Transcribe word for word the lines below from the line with "pub fn new()" through the line with "by the full vocabulary", ends included.

[Stored data entries]

····················

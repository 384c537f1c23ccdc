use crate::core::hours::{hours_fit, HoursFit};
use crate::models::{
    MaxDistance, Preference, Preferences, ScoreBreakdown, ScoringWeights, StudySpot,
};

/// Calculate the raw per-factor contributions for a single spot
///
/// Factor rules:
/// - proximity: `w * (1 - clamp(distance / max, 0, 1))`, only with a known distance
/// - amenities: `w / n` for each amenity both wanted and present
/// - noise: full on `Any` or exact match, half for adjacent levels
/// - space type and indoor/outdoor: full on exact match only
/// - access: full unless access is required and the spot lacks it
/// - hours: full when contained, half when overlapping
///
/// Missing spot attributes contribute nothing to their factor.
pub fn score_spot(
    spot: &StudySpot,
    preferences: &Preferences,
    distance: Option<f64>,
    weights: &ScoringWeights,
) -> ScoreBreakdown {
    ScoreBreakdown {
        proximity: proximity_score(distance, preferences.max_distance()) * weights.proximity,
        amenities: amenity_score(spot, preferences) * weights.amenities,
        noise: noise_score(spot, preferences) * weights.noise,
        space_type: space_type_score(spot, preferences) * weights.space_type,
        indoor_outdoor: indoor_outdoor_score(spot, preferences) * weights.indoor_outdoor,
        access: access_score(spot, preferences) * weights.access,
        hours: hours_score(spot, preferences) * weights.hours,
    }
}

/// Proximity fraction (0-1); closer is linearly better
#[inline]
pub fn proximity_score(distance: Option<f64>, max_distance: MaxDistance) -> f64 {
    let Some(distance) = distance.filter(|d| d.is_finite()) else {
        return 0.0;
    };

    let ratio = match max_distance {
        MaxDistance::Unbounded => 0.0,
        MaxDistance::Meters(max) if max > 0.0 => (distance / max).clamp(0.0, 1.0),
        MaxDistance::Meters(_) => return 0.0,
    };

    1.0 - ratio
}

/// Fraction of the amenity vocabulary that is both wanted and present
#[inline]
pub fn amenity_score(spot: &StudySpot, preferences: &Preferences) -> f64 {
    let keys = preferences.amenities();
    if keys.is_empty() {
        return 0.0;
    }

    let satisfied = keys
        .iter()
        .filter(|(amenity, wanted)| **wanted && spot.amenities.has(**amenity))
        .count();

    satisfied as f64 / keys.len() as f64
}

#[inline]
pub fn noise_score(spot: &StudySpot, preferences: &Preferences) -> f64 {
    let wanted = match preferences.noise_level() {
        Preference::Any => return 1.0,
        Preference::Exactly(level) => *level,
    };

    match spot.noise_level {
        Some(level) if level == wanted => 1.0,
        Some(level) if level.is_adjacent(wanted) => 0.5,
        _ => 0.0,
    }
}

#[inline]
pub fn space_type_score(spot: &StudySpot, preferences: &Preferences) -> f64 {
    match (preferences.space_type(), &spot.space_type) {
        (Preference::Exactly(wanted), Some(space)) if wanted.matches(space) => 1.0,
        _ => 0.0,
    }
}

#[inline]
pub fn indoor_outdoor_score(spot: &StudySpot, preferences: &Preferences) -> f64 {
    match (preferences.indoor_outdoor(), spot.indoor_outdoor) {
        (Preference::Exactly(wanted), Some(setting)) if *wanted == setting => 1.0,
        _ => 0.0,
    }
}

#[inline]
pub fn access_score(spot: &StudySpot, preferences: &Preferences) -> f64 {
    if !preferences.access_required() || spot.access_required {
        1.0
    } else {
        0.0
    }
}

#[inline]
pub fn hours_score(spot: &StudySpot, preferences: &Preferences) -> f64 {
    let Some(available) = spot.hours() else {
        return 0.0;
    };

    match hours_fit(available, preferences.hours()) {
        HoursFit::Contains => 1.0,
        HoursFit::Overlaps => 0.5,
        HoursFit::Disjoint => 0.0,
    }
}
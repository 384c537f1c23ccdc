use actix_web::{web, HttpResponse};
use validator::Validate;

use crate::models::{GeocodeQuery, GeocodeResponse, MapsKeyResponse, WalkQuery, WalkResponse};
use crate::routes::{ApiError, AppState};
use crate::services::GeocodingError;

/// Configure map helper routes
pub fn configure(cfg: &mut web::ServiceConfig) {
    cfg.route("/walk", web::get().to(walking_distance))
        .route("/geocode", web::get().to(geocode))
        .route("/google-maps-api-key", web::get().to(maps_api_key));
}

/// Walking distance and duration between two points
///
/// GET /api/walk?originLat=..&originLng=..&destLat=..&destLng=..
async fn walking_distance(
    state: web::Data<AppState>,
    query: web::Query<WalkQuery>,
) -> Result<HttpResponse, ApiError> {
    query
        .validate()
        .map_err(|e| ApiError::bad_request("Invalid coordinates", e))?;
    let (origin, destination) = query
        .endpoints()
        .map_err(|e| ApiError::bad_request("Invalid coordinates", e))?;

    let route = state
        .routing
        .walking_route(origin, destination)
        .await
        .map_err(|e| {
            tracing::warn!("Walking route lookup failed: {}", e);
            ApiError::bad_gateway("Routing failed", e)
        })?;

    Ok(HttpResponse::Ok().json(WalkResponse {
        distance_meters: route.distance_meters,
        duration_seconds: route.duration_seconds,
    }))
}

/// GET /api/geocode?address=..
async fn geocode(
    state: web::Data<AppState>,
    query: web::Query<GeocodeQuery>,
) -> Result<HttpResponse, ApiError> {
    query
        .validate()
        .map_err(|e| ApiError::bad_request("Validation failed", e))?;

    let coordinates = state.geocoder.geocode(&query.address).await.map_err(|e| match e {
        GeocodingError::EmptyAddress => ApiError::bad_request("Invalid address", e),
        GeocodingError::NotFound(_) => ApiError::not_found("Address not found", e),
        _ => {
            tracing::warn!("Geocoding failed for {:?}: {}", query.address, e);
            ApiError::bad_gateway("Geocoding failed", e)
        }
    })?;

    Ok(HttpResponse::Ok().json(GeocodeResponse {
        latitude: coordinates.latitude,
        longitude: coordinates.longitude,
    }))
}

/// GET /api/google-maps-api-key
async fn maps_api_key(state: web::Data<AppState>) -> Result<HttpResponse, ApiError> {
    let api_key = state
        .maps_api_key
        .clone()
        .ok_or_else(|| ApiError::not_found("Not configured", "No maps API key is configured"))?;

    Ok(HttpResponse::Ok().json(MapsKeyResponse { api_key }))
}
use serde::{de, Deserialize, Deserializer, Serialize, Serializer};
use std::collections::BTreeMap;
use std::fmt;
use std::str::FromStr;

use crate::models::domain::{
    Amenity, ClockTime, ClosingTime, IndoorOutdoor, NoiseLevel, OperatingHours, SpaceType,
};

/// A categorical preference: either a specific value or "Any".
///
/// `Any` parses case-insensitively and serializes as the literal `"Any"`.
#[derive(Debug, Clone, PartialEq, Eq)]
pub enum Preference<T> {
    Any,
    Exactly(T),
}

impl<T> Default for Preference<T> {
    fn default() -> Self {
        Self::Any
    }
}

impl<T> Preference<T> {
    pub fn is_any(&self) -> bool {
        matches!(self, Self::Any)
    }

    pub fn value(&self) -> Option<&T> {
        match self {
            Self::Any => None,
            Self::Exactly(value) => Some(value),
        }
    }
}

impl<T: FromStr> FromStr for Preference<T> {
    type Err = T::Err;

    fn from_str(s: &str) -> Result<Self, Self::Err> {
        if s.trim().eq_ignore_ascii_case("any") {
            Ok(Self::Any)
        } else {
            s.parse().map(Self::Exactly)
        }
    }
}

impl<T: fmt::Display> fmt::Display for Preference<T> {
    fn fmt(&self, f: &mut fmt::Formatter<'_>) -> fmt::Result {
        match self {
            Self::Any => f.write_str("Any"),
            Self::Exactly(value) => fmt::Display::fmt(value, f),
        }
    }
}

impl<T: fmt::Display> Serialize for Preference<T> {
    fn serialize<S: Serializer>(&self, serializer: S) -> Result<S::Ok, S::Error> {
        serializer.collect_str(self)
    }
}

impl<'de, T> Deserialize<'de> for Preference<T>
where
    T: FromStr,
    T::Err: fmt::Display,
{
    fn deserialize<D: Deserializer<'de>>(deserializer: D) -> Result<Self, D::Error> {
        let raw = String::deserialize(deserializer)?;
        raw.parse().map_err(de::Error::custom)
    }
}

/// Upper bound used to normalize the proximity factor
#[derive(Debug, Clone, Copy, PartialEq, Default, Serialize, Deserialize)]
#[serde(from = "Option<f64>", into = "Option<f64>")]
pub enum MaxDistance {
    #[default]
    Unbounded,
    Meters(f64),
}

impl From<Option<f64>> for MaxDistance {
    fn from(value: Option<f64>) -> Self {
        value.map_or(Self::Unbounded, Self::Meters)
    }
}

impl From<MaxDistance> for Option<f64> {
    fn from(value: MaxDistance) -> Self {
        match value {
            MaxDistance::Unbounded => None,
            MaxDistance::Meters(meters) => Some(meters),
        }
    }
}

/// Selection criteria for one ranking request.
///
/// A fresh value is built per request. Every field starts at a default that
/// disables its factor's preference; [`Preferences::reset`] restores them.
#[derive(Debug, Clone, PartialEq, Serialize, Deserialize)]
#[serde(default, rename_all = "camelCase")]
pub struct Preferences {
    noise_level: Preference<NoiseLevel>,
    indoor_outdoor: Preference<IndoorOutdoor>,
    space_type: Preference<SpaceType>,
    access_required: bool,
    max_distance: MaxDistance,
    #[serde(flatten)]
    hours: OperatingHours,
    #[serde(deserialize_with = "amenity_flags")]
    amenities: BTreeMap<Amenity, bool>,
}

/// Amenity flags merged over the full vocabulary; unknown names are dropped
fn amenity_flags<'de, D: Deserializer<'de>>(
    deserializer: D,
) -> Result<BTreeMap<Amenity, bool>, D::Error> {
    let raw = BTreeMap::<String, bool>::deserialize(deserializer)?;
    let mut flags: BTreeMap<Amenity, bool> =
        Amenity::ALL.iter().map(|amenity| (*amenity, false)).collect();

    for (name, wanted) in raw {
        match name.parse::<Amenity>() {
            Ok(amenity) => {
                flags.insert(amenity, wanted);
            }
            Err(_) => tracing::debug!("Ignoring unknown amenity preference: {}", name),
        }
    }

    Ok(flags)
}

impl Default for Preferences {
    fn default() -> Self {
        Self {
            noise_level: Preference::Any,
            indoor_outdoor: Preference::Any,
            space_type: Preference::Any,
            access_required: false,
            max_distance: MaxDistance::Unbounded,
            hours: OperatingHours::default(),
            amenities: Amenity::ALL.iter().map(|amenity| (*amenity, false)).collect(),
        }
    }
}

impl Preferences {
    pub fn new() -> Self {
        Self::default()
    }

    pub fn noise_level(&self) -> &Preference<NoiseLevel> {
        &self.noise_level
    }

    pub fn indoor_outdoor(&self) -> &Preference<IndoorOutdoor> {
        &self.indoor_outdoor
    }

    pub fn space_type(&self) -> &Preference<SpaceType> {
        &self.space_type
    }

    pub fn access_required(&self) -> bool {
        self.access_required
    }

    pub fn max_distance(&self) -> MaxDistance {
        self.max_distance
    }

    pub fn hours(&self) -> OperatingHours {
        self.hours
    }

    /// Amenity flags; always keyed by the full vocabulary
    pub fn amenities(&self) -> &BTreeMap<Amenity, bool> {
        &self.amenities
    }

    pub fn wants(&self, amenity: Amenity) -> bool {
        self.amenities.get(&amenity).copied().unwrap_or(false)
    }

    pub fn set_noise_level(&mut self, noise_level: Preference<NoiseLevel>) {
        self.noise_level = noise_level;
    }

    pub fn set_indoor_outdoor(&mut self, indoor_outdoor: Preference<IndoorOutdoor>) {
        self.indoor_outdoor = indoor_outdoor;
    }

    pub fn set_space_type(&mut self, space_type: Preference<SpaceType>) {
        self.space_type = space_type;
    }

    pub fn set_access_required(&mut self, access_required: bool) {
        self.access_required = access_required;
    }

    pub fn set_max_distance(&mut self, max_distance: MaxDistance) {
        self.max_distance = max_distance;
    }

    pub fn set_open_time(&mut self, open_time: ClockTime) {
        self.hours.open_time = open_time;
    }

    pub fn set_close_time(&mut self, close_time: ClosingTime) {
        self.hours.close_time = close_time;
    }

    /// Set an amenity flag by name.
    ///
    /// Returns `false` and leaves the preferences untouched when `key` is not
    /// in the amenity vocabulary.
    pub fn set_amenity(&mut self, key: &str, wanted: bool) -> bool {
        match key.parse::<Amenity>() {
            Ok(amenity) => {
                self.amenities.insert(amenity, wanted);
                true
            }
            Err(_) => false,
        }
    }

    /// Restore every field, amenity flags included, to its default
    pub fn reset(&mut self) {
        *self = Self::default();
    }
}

····················

• WRITTEN ANSWER:
    pub fn new() -> Self {
        Self::default()
    }

    pub fn noise_level(&self) -> &Preference<NoiseLevel> {
        &self.noise_level
    }

    pub fn indoor_outdoor(&self) -> &Preference<IndoorOutdoor> {
        &self.indoor_outdoor
    }

    pub fn space_type(&self) -> &Preference<SpaceType> {
        &self.space_type
    }

    pub fn access_required(&self) -> bool {
        self.access_required
    }

    pub fn max_distance(&self) -> MaxDistance {
        self.max_distance
    }

    pub fn hours(&self) -> OperatingHours {
        self.hours
    }

    /// Amenity flags; always keyed by the full vocabulary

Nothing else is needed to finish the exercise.